Y aquí hago un paréntesis rápido: algunos de ustedes ya lo saben, pero si no, se los cuento. En el mundo real yo trabajo en postproducción. Eso significa que me toca hacer de todo: edición de video, animación gráfica, corrección de color, mezcla de audio, retoque digital y un montón de detallitos que casi nadie nota, pero que son clave para que un proyecto se vea y suene como debe. Colaboro con varios estudios grandes regularmente, y uno de ellos es Netflix.

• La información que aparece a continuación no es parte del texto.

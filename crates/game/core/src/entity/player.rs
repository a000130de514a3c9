//! Player entity.

use strum::Display;

use super::{Artifact, PlayerId};

/// Action a player has committed to for the current turn.
#[derive(Clone, Copy, Debug, Default, PartialEq, Eq, Display)]
#[cfg_attr(feature = "serde", derive(serde::Serialize, serde::Deserialize))]
pub enum PlayerAction {
    #[default]
    None,
    Fight,
    Defend,
    Heal,
    Flee,
}

/// A player character.
///
/// # Invariants
///
/// - `0 <= health <= max_health`
/// - `0 <= experience < level_cap` after [`crate::progression::add_experience`]
///   normalization
///
/// The record is owned by the persistence boundary; rules receive it per
/// operation and return it mutated, with no background writes.
#[derive(Clone, Debug, PartialEq, Eq)]
#[cfg_attr(feature = "serde", derive(serde::Serialize, serde::Deserialize))]
pub struct Player {
    pub id: PlayerId,
    pub name: String,
    pub level: i32,
    pub experience: i32,
    /// Experience needed for the next level; grows by 100 per level gained.
    pub level_cap: i32,
    pub gold: i64,
    pub health: i32,
    pub max_health: i32,
    pub attack: i32,
    pub defense: i32,
    /// Insertion order is kept but carries no meaning.
    pub inventory: Vec<Artifact>,
    pub current_action: PlayerAction,
    pub high_score: i64,
}

impl Player {
    /// Starting statistics for a freshly created character.
    pub fn new(id: PlayerId, name: impl Into<String>) -> Self {
        Self {
            id,
            name: name.into(),
            level: 1,
            experience: 0,
            level_cap: 100,
            gold: 0,
            health: 100,
            max_health: 100,
            attack: 10,
            defense: 5,
            inventory: Vec::new(),
            current_action: PlayerAction::None,
            high_score: 0,
        }
    }

    pub fn is_dead(&self) -> bool {
        self.health <= 0
    }

    pub fn change_action(&mut self, action: PlayerAction) {
        self.current_action = action;
    }

    pub fn reset_action(&mut self) {
        self.current_action = PlayerAction::None;
    }
}

#[cfg(test)]
mod tests {
    use super::*;

    #[test]
    fn new_player_starts_at_level_one() {
        let player = Player::new(PlayerId(1), "ayla");
        assert_eq!(player.level, 1);
        assert_eq!(player.health, 100);
        assert_eq!(player.max_health, 100);
        assert_eq!(player.attack, 10);
        assert_eq!(player.defense, 5);
        assert_eq!(player.level_cap, 100);
        assert!(!player.is_dead());
    }
}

Cuando comienzas a trabajar con ellos pasas por un proceso llamado "onboarding". Básicamente es el papeleo para darte de alta en sus plataformas técnicas. Ahí mismo te habilitan el acceso a su librería oficial, donde encuentras un catálogo enorme de música ya aprobada para series y pelis, además de logos, animaciones gráficas para intros, cierres, y todo lo necesario para subir tu contenido directo a sus servidores sin broncas.

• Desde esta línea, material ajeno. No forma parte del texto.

//! Content oracle supplying flavor text pools to the generators.

use crate::entity::{MonsterKind, Rarity};

/// A name/description pair used for dungeon and room generation.
#[derive(Clone, Debug, PartialEq, Eq)]
#[cfg_attr(feature = "serde", derive(serde::Serialize, serde::Deserialize))]
pub struct Template {
    pub name: String,
    pub description: String,
}

impl Template {
    pub fn new(name: impl Into<String>, description: impl Into<String>) -> Self {
        Self {
            name: name.into(),
            description: description.into(),
        }
    }
}

/// Fixed flavor pools consumed by the entity factories.
///
/// Generators draw uniformly from these pools; an empty pool surfaces as a
/// [`crate::generate::GenerateError`] rather than a panic.
pub trait ContentOracle: Send + Sync {
    /// Dungeon name/description templates.
    fn dungeon_templates(&self) -> &[Template];

    /// Room name/description templates.
    fn room_templates(&self) -> &[Template];

    /// Display name pool for a monster kind.
    fn monster_names(&self, kind: MonsterKind) -> &[String];

    /// Artifact name pool for a rarity tier.
    fn artifact_names(&self, rarity: Rarity) -> &[String];
}
//! Room entity.

use super::{Difficulty, Monster, RoomId};

/// One discrete encounter unit within a dungeon's fixed traversal order.
#[derive(Clone, Debug, PartialEq, Eq)]
#[cfg_attr(feature = "serde", derive(serde::Serialize, serde::Deserialize))]
pub struct Room {
    pub id: RoomId,
    pub name: String,
    pub description: String,
    pub level: i32,
    pub difficulty: Difficulty,
    /// At most one monster, present in roughly 80% of generated rooms.
    pub monster: Option<Monster>,
    is_explored: bool,
    pub experience_reward: i32,
    pub gold_reward: i64,
}

impl Room {
    pub fn new(
        id: RoomId,
        name: impl Into<String>,
        description: impl Into<String>,
        level: i32,
        difficulty: Difficulty,
    ) -> Self {
        Self {
            id,
            name: name.into(),
            description: description.into(),
            level,
            difficulty,
            monster: None,
            is_explored: false,
            experience_reward: 0,
            gold_reward: 0,
        }
    }

    pub fn is_explored(&self) -> bool {
        self.is_explored
    }

    /// Exploration is monotonic: once marked, a room never reverts.
    pub fn mark_explored(&mut self) {
        self.is_explored = true;
    }

    pub fn has_live_monster(&self) -> bool {
        self.monster.as_ref().is_some_and(|m| !m.is_defeated())
    }
}

#[cfg(test)]
mod tests {
    use super::*;

    #[test]
    fn exploration_never_reverts() {
        let mut room = Room::new(RoomId(1), "Dark Chamber", "", 1, Difficulty::Easy);
        assert!(!room.is_explored());
        room.mark_explored();
        room.mark_explored();
        assert!(room.is_explored());
    }
}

También te mandan manuales con specs de video y audio, guías de marca, protocolos para manejar material sensible y, en general, todas las reglas para que trabajes bajo sus estándares. O sea, te toca sentarte a estudiar y empaparte de cómo funciona todo, porque entrenarte en persona sería imposible… al final son miles de personas metidas en producciones para Netflix al mismo tiempo.
Pues esta semana, entre esos correos que solemos recibir, nos llegó una guía completita sobre el uso de IA en producciones para Netflix.
Lo importante es que Netflix ya dio luz verde al uso de IA en sus contenidos, pero (y aquí está el detalle) bajo reglas muy específicas. En Netflix reconocen que la IA es útil y que llegó para quedarse, pero no significa que cada quien pueda hacer lo que quiera.
La guía arranca diciéndote que podemos usar IA para cosas “de bajo riesgo”, como crear moodboards o imágenes para inspirarnos. También para generar elementos que salen al fondo de los sets, como pósters o gráficas decorativas. Mientras sigas el proceso, no necesitas pedirle permiso a nadie para usar ese tipo de materiales en cámara.
Después viene lo interesante: Netflix también permitirá usar IA en cosas más pesadas como diseñar personajes, clonar la apariencia o voz de un actor (para rejuvenecerlo, envejecerlo o crear narraciones completas), o incluso entrenar un modelo con material de otras producciones de Netflix para un proyecto específico.
Peeero (y este es el gran “pero”) todo eso entra en la categoría de “alto riesgo”. ¿Qué significa? Que antes de proceder necesitas "escalarlo", o sea, pedir consentimiento con el productor y pasar por revisión del departamento legal de Netflix antes de hacer algo.
Básicamente el resumen de todo este p**o es: puedes usar IA para generar arte “inspiracional” sin pedirle permiso a nadie. Y también puedes usar IA para TODO lo demás… PERO, antes de mover un dedo: pregúntale a legal.
La IA puede ser una aliada brutal. Te permite hacer storyboards, fondos, pruebas de VFX, limpieza de audio o mockups de vestuario en cuestión de minutos, cuando antes tomaba días. Para proyectos chicos, significa acceso a recursos que antes eran imposibles de pagar. Y en lo creativo, abre puertas que antes estaban cerradas por presupuesto o tecnología.
Pero también hay un riesgo claro, si se usa mal, puede afectar la confianza del público, generar roces con los gremios y hasta empobrecer la diversidad de estilos si todos usan los mismos modelos de IA. Como en los videos de TikTok que escuchas la misma voz de IA en todos los videos, imaginen si todas las series de Netflix fueran narradas con la misma voz.
Y justo ahí entra mi chamba: antes de que la IA me la quite, mejor aprendemos a chambear juntos, siguiendo la guía de Netflix, y así hacemos que todo funcione sin dramas.